Tiens, c’est de saison, il y a justement de la neige dehors, et tout est blanc.

4 commentaires

  1. Les USA ont aussi un traitement du chomage basé sur la prison … puisque 2% de la population active s’y trouve. Vous ajoutez que l’armée recrute aussi le reste des bras cassés pour aller se faire tailler en pièce en Irak.
    Voilà une façon de s’occuper du chômage des mals formés.
    De plus vous le dites, vous même, être aux chômages aux USA ne donnent pas droit à des aides importantes, voire aucune. Donc certains ne se font pas connaitre puisque cela ne sert à rien.

    Ceci dit, nos chiffres français étant aussi trafiqués en divisant les chomeurs en 7 catégories et en publiant qu’une seule sorte.

    Il est donc bien difficile de savoir qui bosse dans nos deux pays.

    Et vous, ça va ? La crise, vous pensez la surmonter ? Je me fais du soucis.

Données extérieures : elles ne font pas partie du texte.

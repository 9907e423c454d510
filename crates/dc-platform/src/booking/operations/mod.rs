//! Booking Operations

pub mod events;
pub mod create;
pub mod assign;
pub mod status;
pub mod cancel;

pub use events::{BookingCancelled, BookingCreated, BookingStatusChanged, DecoratorAssigned};
pub use create::{BookingCustomer, CreateBookingCommand, CreateBookingUseCase};
pub use assign::{AssignDecoratorCommand, AssignDecoratorUseCase};
pub use status::{UpdateBookingStatusCommand, UpdateBookingStatusUseCase};
pub use cancel::{CancelBookingCommand, CancelBookingUseCase};
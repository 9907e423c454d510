//! Health Check Endpoints
//!
//! - / - plain banner
//! - /health - status plus a database ping when MongoDB is in use

use axum::{
    extract::State,
    http::StatusCode,
    response::{IntoResponse, Response},
    Json,
};
use chrono::{DateTime, Utc};
use serde::Serialize;
use utoipa::ToSchema;
use utoipa_axum::{router::OpenApiRouter, routes};

#[derive(Debug, Clone, Copy, PartialEq, Eq, Serialize, ToSchema)]
#[serde(rename_all = "UPPERCASE")]
pub enum HealthStatus {
    Up,
    Down,
}

#[derive(Debug, Serialize, ToSchema)]
#[serde(rename_all = "camelCase")]
pub struct HealthResponse {
    pub status: HealthStatus,
    pub timestamp: DateTime<Utc>,
    #[serde(skip_serializing_if = "Option::is_none")]
    pub version: Option<String>,
    #[serde(skip_serializing_if = "Option::is_none")]
    pub message: Option<String>,
}

#[derive(Clone)]
pub struct HealthState {
    /// Pinged on each check; `None` for the in-memory store
    pub db: Option<mongodb::Database>,
    pub version: Option<String>,
}

impl HealthState {
    pub fn new(db: Option<mongodb::Database>, version: Option<String>) -> Self {
        Self { db, version }
    }
}

/// Server banner
#[utoipa::path(
    get,
    path = "/",
    tag = "health",
    responses(
        (status = 200, description = "Server is running", body = String)
    )
)]
pub async fn get_root() -> &'static str {
    "Hello from Server.."
}

/// Combined health check
#[utoipa::path(
    get,
    path = "/health",
    tag = "health",
    responses(
        (status = 200, description = "Service is healthy", body = HealthResponse),
        (status = 503, description = "Database unreachable", body = HealthResponse)
    )
)]
pub async fn get_health(State(state): State<HealthState>) -> Response {
    let (status, message) = match &state.db {
        Some(db) => match db.run_command(mongodb::bson::doc! { "ping": 1 }).await {
            Ok(_) => (HealthStatus::Up, None),
            Err(e) => (HealthStatus::Down, Some(format!("Connection failed: {}", e))),
        },
        None => (HealthStatus::Up, None),
    };

    let response = HealthResponse {
        status,
        timestamp: Utc::now(),
        version: state.version.clone(),
        message,
    };

    let status_code = if status == HealthStatus::Down {
        StatusCode::SERVICE_UNAVAILABLE
    } else {
        StatusCode::OK
    };

    (status_code, Json(response)).into_response()
}

/// Create health router
pub fn health_router(state: HealthState) -> OpenApiRouter {
    OpenApiRouter::new()
        .routes(routes!(get_root))
        .routes(routes!(get_health))
        .with_state(state)
}
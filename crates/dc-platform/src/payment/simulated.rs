//! In-process checkout for development and tests
//!
//! Sessions live in memory. With auto-complete on, every session is paid the
//! moment it is created and the redirect URL points straight at the success
//! page, so the whole booking flow runs without a processor account.

use async_trait::async_trait;
use bson::oid::ObjectId;
use parking_lot::Mutex;
use std::collections::HashMap;
use tracing::info;

use crate::payment::gateway::{
    CheckoutSession, CheckoutSessionRequest, CheckoutStatus, PaymentGateway, SessionOutcome,
    SESSION_ID_PLACEHOLDER,
};
use crate::shared::error::{PlatformError, Result};

pub struct SimulatedGateway {
    sessions: Mutex<HashMap<String, SessionOutcome>>,
    auto_complete: bool,
}

impl SimulatedGateway {
    /// Sessions are complete as soon as they are created
    pub fn new() -> Self {
        Self {
            sessions: Mutex::new(HashMap::new()),
            auto_complete: true,
        }
    }

    /// Sessions stay open until `complete` is called
    pub fn manual() -> Self {
        Self {
            sessions: Mutex::new(HashMap::new()),
            auto_complete: false,
        }
    }

    /// Mark a session paid. Returns the payment intent id.
    pub fn complete(&self, session_id: &str) -> Result<String> {
        let mut sessions = self.sessions.lock();
        let session = sessions
            .get_mut(session_id)
            .ok_or_else(|| PlatformError::not_found("Checkout Session", session_id))?;
        Ok(mark_paid(session))
    }

    pub fn session_count(&self) -> usize {
        self.sessions.lock().len()
    }
}

impl Default for SimulatedGateway {
    fn default() -> Self {
        Self::new()
    }
}

fn mark_paid(session: &mut SessionOutcome) -> String {
    let intent = session
        .payment_intent
        .get_or_insert_with(|| format!("pi_sim_{}", ObjectId::new().to_hex()))
        .clone();
    session.status = Some(CheckoutStatus::Complete);
    session.payment_status = Some("paid".to_string());
    intent
}

#[async_trait]
impl PaymentGateway for SimulatedGateway {
    async fn create_session(&self, request: &CheckoutSessionRequest) -> Result<CheckoutSession> {
        let id = format!("cs_sim_{}", ObjectId::new().to_hex());
        let item = &request.line_item;

        let mut outcome = SessionOutcome {
            id: id.clone(),
            status: Some(CheckoutStatus::Open),
            payment_status: Some("unpaid".to_string()),
            payment_intent: None,
            amount_total: Some(item.unit_amount * i64::from(item.quantity)),
            currency: Some(request.currency.clone()),
            customer_email: Some(request.customer_email.clone()),
            metadata: request.metadata.clone(),
        };
        if self.auto_complete {
            mark_paid(&mut outcome);
        }

        self.sessions.lock().insert(id.clone(), outcome);
        info!(session_id = %id, "Created simulated checkout session");

        let url = if self.auto_complete {
            request.success_url.replace(SESSION_ID_PLACEHOLDER, &id)
        } else {
            format!("https://checkout.invalid/pay/{}", id)
        };
        Ok(CheckoutSession { id, url })
    }

    async fn retrieve_session(&self, session_id: &str) -> Result<SessionOutcome> {
        self.sessions
            .lock()
            .get(session_id)
            .cloned()
            .ok_or_else(|| PlatformError::not_found("Checkout Session", session_id))
    }
}
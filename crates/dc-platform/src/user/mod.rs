//! User Aggregate
//!
//! Customers, decorators and admins.

pub mod entity;
pub mod repository;
pub mod operations;
pub mod api;

pub use entity::{ContactDetails, User, UserRole, WorkStatus, WorkingDate};
pub use repository::{LoginOutcome, MongoUserRepository, UserRepository};
pub use api::{users_router, UserResponse, UsersState};
//! Booking Outcomes
//!
//! What each booking use case reports back to its caller.

use serde::Serialize;
use utoipa::ToSchema;

use crate::booking::entity::AssignedDecorator;

#[derive(Debug, Clone, Serialize, ToSchema)]
#[serde(rename_all = "camelCase")]
pub struct BookingCreated {
    pub booking_id: String,
    pub customer_email: String,
    pub decoration_id: String,
}

#[derive(Debug, Clone, Serialize, ToSchema)]
#[serde(rename_all = "camelCase")]
pub struct DecoratorAssigned {
    pub booking_id: String,
    pub decorator: AssignedDecorator,
    /// Writes applied, in order
    pub steps: Vec<String>,
}

#[derive(Debug, Clone, Serialize, ToSchema)]
#[serde(rename_all = "camelCase")]
pub struct BookingStatusChanged {
    pub booking_id: String,
    pub status: String,
}

#[derive(Debug, Clone, Serialize, ToSchema)]
#[serde(rename_all = "camelCase")]
pub struct BookingCancelled {
    pub booking_id: String,
    pub transaction_id: String,
}
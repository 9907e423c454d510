//! Bookings API
//!
//! Customer bookings, the admin queue, decorator task lists and the
//! booking workflow transitions.

use axum::{
    extract::{Path, Query, State},
    Json,
};
use rust_decimal::Decimal;
use serde::{Deserialize, Serialize};
use std::sync::Arc;
use utoipa::{IntoParams, ToSchema};
use utoipa_axum::{router::OpenApiRouter, routes};

use crate::booking::entity::{status, AssignedDecorator, Booking, CustomerInfo};
use crate::booking::operations::{
    AssignDecoratorCommand, AssignDecoratorUseCase, BookingCancelled, BookingStatusChanged,
    CancelBookingCommand, CancelBookingUseCase, CreateBookingCommand, CreateBookingUseCase,
    DecoratorAssigned, UpdateBookingStatusCommand, UpdateBookingStatusUseCase,
};
use crate::booking::repository::BookingRepository;
use crate::shared::api_common::{non_blank, CreatedResponse};
use crate::shared::error::PlatformError;
use crate::shared::middleware::{AdminOnly, Authenticated};
use crate::user::repository::UserRepository;
use crate::usecase::{ExecutionContext, UseCaseResult};

#[derive(Debug, Serialize, ToSchema)]
#[serde(rename_all = "camelCase")]
pub struct BookingResponse {
    #[serde(rename = "_id")]
    pub id: String,
    pub decoration_id: String,
    #[serde(skip_serializing_if = "Option::is_none")]
    pub decoration_name: Option<String>,
    #[serde(skip_serializing_if = "Option::is_none")]
    pub category: Option<String>,
    #[serde(skip_serializing_if = "Option::is_none")]
    pub transaction_id: Option<String>,
    pub customer: CustomerInfo,
    pub status: String,
    #[serde(rename = "payment_status")]
    pub payment_status: String,
    #[serde(with = "rust_decimal::serde::float_option", skip_serializing_if = "Option::is_none")]
    #[schema(value_type = Option<f64>)]
    pub price: Option<Decimal>,
    pub assigned_decorator: Option<AssignedDecorator>,
    pub booking_date: String,
    pub start_time: String,
    pub end_time: String,
    #[serde(skip_serializing_if = "Option::is_none")]
    pub division: Option<String>,
    #[serde(skip_serializing_if = "Option::is_none")]
    pub district: Option<String>,
    #[serde(skip_serializing_if = "Option::is_none")]
    pub phone: Option<String>,
    #[serde(rename = "created_at")]
    pub created_at: String,
    #[serde(skip_serializing_if = "Option::is_none")]
    pub booked_at: Option<String>,
    #[serde(skip_serializing_if = "Option::is_none")]
    pub assigned_at: Option<String>,
    #[serde(skip_serializing_if = "Option::is_none")]
    pub cancelled_at: Option<String>,
    #[serde(skip_serializing_if = "Option::is_none")]
    pub updated_at: Option<String>,
}

impl From<Booking> for BookingResponse {
    fn from(b: Booking) -> Self {
        Self {
            id: b.id_hex(),
            decoration_id: b.decoration_id,
            decoration_name: b.decoration_name,
            category: b.category,
            transaction_id: b.transaction_id,
            customer: b.customer,
            status: b.status,
            payment_status: b.payment_status,
            price: b.price,
            assigned_decorator: b.assigned_decorator,
            booking_date: b.booking_date,
            start_time: b.start_time,
            end_time: b.end_time,
            division: b.division,
            district: b.district,
            phone: b.phone,
            created_at: b.created_at.to_rfc3339(),
            booked_at: b.booked_at.map(|t| t.to_rfc3339()),
            assigned_at: b.assigned_at.map(|t| t.to_rfc3339()),
            cancelled_at: b.cancelled_at.map(|t| t.to_rfc3339()),
            updated_at: b.updated_at.map(|t| t.to_rfc3339()),
        }
    }
}

fn to_responses(bookings: Vec<Booking>) -> Json<Vec<BookingResponse>> {
    Json(bookings.into_iter().map(BookingResponse::from).collect())
}

/// Query parameters for a decorator's task list
#[derive(Debug, Default, Deserialize, IntoParams)]
#[into_params(parameter_in = Query)]
pub struct AssignedTaskQuery {
    /// Decorator email; defaults to the caller
    pub email: Option<String>,
    /// Only bookings in this status
    pub status: Option<String>,
}

#[derive(Debug, Default, Deserialize, ToSchema)]
pub struct UpdateStatusRequest {
    #[serde(default)]
    pub status: Option<String>,
}

#[derive(Clone)]
pub struct BookingsState {
    pub bookings: Arc<dyn BookingRepository>,
    pub create_use_case: Arc<CreateBookingUseCase>,
    pub assign_use_case: Arc<AssignDecoratorUseCase>,
    pub status_use_case: Arc<UpdateBookingStatusUseCase>,
    pub cancel_use_case: Arc<CancelBookingUseCase>,
}

impl BookingsState {
    pub fn new(bookings: Arc<dyn BookingRepository>, users: Arc<dyn UserRepository>) -> Self {
        Self {
            create_use_case: Arc::new(CreateBookingUseCase::new(bookings.clone())),
            assign_use_case: Arc::new(AssignDecoratorUseCase::new(bookings.clone(), users)),
            status_use_case: Arc::new(UpdateBookingStatusUseCase::new(bookings.clone())),
            cancel_use_case: Arc::new(CancelBookingUseCase::new(bookings.clone())),
            bookings,
        }
    }
}

/// Book a decoration directly
#[utoipa::path(
    post,
    path = "/userBooks",
    tag = "bookings",
    request_body = CreateBookingCommand,
    responses(
        (status = 200, description = "Booking created", body = CreatedResponse),
        (status = 400, description = "Missing fields"),
        (status = 409, description = "Already booked this decoration")
    )
)]
pub async fn create_booking(
    State(state): State<BookingsState>,
    Json(command): Json<CreateBookingCommand>,
) -> Result<Json<CreatedResponse>, PlatformError> {
    match state.create_use_case.execute(command, ExecutionContext::anonymous()).await {
        UseCaseResult::Success(created) => {
            Ok(Json(CreatedResponse::with_message(created.booking_id, "Booking successful")))
        }
        UseCaseResult::Failure(err) => Err(err.into()),
    }
}

/// Pending bookings awaiting a decorator
#[utoipa::path(
    get,
    path = "/bookings",
    tag = "bookings",
    responses(
        (status = 200, description = "Pending bookings, newest first", body = Vec<BookingResponse>),
        (status = 403, description = "Caller is not an admin")
    ),
    security(("bearer_auth" = []))
)]
pub async fn list_pending_bookings(
    State(state): State<BookingsState>,
    _auth: AdminOnly,
) -> Result<Json<Vec<BookingResponse>>, PlatformError> {
    let bookings = state.bookings.find_by_status(status::PENDING).await?;
    Ok(to_responses(bookings))
}

/// Bookings assigned to a decorator
#[utoipa::path(
    get,
    path = "/assigned-task",
    tag = "bookings",
    params(AssignedTaskQuery),
    responses(
        (status = 200, description = "Assigned bookings", body = Vec<BookingResponse>)
    ),
    security(("bearer_auth" = []))
)]
pub async fn list_assigned_tasks(
    State(state): State<BookingsState>,
    auth: Authenticated,
    Query(query): Query<AssignedTaskQuery>,
) -> Result<Json<Vec<BookingResponse>>, PlatformError> {
    let email = non_blank(query.email.as_deref()).unwrap_or(auth.email.as_str());
    let wanted = non_blank(query.status.as_deref());
    let bookings = state.bookings.find_by_decorator(email, wanted).await?;
    Ok(to_responses(bookings))
}

/// Set a booking's status
#[utoipa::path(
    patch,
    path = "/bookings/{id}/status",
    tag = "bookings",
    params(
        ("id" = String, Path, description = "Booking ID")
    ),
    request_body = UpdateStatusRequest,
    responses(
        (status = 200, description = "Status updated", body = BookingStatusChanged),
        (status = 400, description = "Status missing"),
        (status = 404, description = "Booking not found")
    ),
    security(("bearer_auth" = []))
)]
pub async fn update_booking_status(
    State(state): State<BookingsState>,
    auth: Authenticated,
    Path(id): Path<String>,
    Json(req): Json<UpdateStatusRequest>,
) -> Result<Json<BookingStatusChanged>, PlatformError> {
    let command = UpdateBookingStatusCommand {
        booking_id: id,
        status: req.status,
    };
    let ctx = ExecutionContext::create(auth.email.clone());

    match state.status_use_case.execute(command, ctx).await {
        UseCaseResult::Success(changed) => Ok(Json(changed)),
        UseCaseResult::Failure(err) => Err(err.into()),
    }
}

/// Assign a decorator to a booking
#[utoipa::path(
    patch,
    path = "/bookings/assign-decorator",
    tag = "bookings",
    request_body = AssignDecoratorCommand,
    responses(
        (status = 200, description = "Decorator assigned", body = DecoratorAssigned),
        (status = 403, description = "Caller is not an admin"),
        (status = 404, description = "Booking or decorator not found"),
        (status = 500, description = "Booking assigned but decorator status not updated")
    ),
    security(("bearer_auth" = []))
)]
pub async fn assign_decorator(
    State(state): State<BookingsState>,
    auth: AdminOnly,
    Json(command): Json<AssignDecoratorCommand>,
) -> Result<Json<DecoratorAssigned>, PlatformError> {
    let ctx = ExecutionContext::create(auth.email.clone());

    match state.assign_use_case.execute(command, ctx).await {
        UseCaseResult::Success(assigned) => Ok(Json(assigned)),
        UseCaseResult::Failure(err) => Err(err.into()),
    }
}

/// Cancel a booking by its payment transaction id
#[utoipa::path(
    patch,
    path = "/bookings/cancel/{transactionId}",
    tag = "bookings",
    params(
        ("transactionId" = String, Path, description = "Payment transaction ID")
    ),
    responses(
        (status = 200, description = "Booking cancelled", body = BookingCancelled),
        (status = 404, description = "No booking for that transaction")
    ),
    security(("bearer_auth" = []))
)]
pub async fn cancel_booking(
    State(state): State<BookingsState>,
    auth: Authenticated,
    Path(transaction_id): Path<String>,
) -> Result<Json<BookingCancelled>, PlatformError> {
    let ctx = ExecutionContext::create(auth.email.clone());

    match state.cancel_use_case.execute(CancelBookingCommand { transaction_id }, ctx).await {
        UseCaseResult::Success(cancelled) => Ok(Json(cancelled)),
        UseCaseResult::Failure(err) => Err(err.into()),
    }
}

/// The caller's own bookings
#[utoipa::path(
    get,
    path = "/my-bookins",
    tag = "bookings",
    responses(
        (status = 200, description = "Caller's bookings, newest first", body = Vec<BookingResponse>)
    ),
    security(("bearer_auth" = []))
)]
pub async fn list_my_bookings(
    State(state): State<BookingsState>,
    auth: Authenticated,
) -> Result<Json<Vec<BookingResponse>>, PlatformError> {
    let bookings = state.bookings.find_by_customer(&auth.email).await?;
    Ok(to_responses(bookings))
}

/// Bookings assigned to the caller
#[utoipa::path(
    get,
    path = "/manage-booking",
    tag = "bookings",
    responses(
        (status = 200, description = "Bookings assigned to the caller", body = Vec<BookingResponse>)
    ),
    security(("bearer_auth" = []))
)]
pub async fn list_managed_bookings(
    State(state): State<BookingsState>,
    auth: Authenticated,
) -> Result<Json<Vec<BookingResponse>>, PlatformError> {
    let bookings = state.bookings.find_by_decorator(&auth.email, None).await?;
    Ok(to_responses(bookings))
}

/// Create bookings router
pub fn bookings_router(state: BookingsState) -> OpenApiRouter {
    OpenApiRouter::new()
        .routes(routes!(create_booking))
        .routes(routes!(list_pending_bookings))
        .routes(routes!(list_assigned_tasks))
        .routes(routes!(update_booking_status))
        .routes(routes!(assign_decorator))
        .routes(routes!(cancel_booking))
        .routes(routes!(list_my_bookings))
        .routes(routes!(list_managed_bookings))
        .with_state(state)
}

    Commentaire by Blop — 10 janvier 2009 #

  2. L ‘ Etat n ‘ a plus d ‘ argent ??? Mais il vient de
    renflouer mon banquier … et moi qui voulait deman-
    der une aide personalisée de solidarité pour payer
    mon paquet de gris hebdomadaire , que vais-je faire ?
    Au secours , cher Jus !!!

    Commentaire by jerome — 10 janvier 2009 #

  3. Cher Jérôme, l’Etat n’a plus d’argent justement parce qu’il vient de renflouer les banquiers. Ce n’est pas juste, je sais, car les banquiers, loin de mériter ce renflouement, n’ont eu à mettre en avant, que l’immensité de leurs besoins, et l’incapacité de notre société de se passer de ses banques, en tout point comparable avec l’incapacité de nos banques de se passer de cette aide.
    Ce faisant, l’Etat a procédé non suivant la formule capitaliste « à chacun selon ses mérites », mais bien suivant la formule communiste « à chacun selon ses besoins ».
    Et les Français sont appelés à payer suivant l’autre moitié de cette formule communiste : »de chacun selon ses capacités ».
    En l’occurrence, on pourra parler ici de Sarkommunisme.

    Commentaire by JM2 — 11 janvier 2009 #

  4. Cher Blop, vous avez raison, une comparaison directe des chiffres du chômage entre la France et les Etats-Unis ne serait pas totalement pertinente. C’est pourquoi je m’étais bien gardé de la faire, préférant comparer les données du chômage dans ces 2 Etats différents en 1993 et en 2008, comparaison qui, elle, est représentative.
    Quant à savoir qui bosse, je vous ferai la réponse de Robert Mc Namara, secrétaire américain à la Défense pendant la présidence Kennedy. Des journalistes à qui il faisait visiter le Pentagone lui demandaient combien de gens y travaillaient, chiffre alors tenu secret. Il a répondu: « oh, à peu près un tiers du personnel, je pense »

    Commentaire by JM2 — 11 janvier 2009 #

Désolé, les commentaires sont fermés pour le moment.